It’s the end of the culinary road for Montreal’s first taco truck: after nearly 10 years, Grumman 78 is parking its iconic wheels for good.
The food truck pioneers behind Montreal’s beloved tacos said ongoing restrictions due to the COVID-19 pandemic have hurt their bottom line.
“We’ve been agonizing about it since March,” said co-owner Hilary McGowan.
“The second I heard this pandemic was bearing down on us I thought to myself, ‘what do you do when your business is based on being close together?’”
The announcement was published on Facebook on Friday. Since then, people have flooded the page with grief-stricken comments and memories.

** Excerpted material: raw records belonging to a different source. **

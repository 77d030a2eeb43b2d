/// Configuration for tracing initialization.
pub struct TracingConfig {
    pub environment: String,
    pub level: String,
    pub json_format: bool,
}

impl Default for TracingConfig {
    fn default() -> Self {
        Self {
            environment: std::env::var("APP_ENV").unwrap_or_else(|_| "development".to_string()),
            level: std::env::var("LOG_LEVEL").unwrap_or_else(|_| "info".to_string()),
            json_format: std::env::var("LOG_FORMAT")
                .map(|v| v.to_lowercase() == "json")
                .unwrap_or(false),
        }
    }
}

One commenter said, “these are (sic) sad news… G78 leaves an important mark in the history of Saint-Henri.”
Another one wrote, “Truly saddened by this. So many great dinners and you guys hosted our wedding reception and it rocked. We still hear about it today, the same way you will always be remembered. Thank you for the memories and deliciousness.”
Many called the restaurant an institution. “I agree with all of it. Grumman is my home and it’s my family. It’s a huge loss for many many people,” McGowan said.
Grumman 78 leaves legacy for food trucks
In 2013, the women behind Grumman 78, Gaëlle Cerf and Hilary McGowan, successfully lobbied the city of Montreal to allow food trucks on its streets.
The sale of street foods had been banned in the city since 1947 over hygiene concerns.
They were only permitted in special circumstances such as festivals and on federal and provincial property in the city.
“Why wouldn’t you want trucks with delicious food running around your city with affordable delicious options seems like a win win to me?” McGowan said with a cheeky tone. “I’m extremely proud of the fact that we were able to do that. We made our mark in the city and in the city’s gastronomic history and just history, period.”
As for the iconic food truck. Owners are planning to auction it.
“You know there’s a picture of it in the airport? The taco truck makes people happy,” McGowan said.
Auction is not McGowan’s only plan or hope for the restaurants’ well-known wheels.
“I want the taco truck to wind up in a museum. It’s a culinary landmark, it’s a piece of Montreal history,” McGowan confessed. “It was also painted by a very famous Montreal artist named Dave Arnold and it’s his Magnus Opus in my opinion.”
Read more: Montreal food trucks back on the streets
Grumman 78 is also selling its equipment and memorabilia at their Saint-Henri location Saturday and Sunday from 10 a.m. to 6 p.m.
“We’d like people to come say hi, say bye, wave. We can wear a mask and social distance,” McGowan said.
“Please come see us so you can thank us for all the years that you’ve loved and supported us. It’s been such a pleasure to be a part of people’s lives.”
The owners say they will take some time to rest and think about what’s next for them.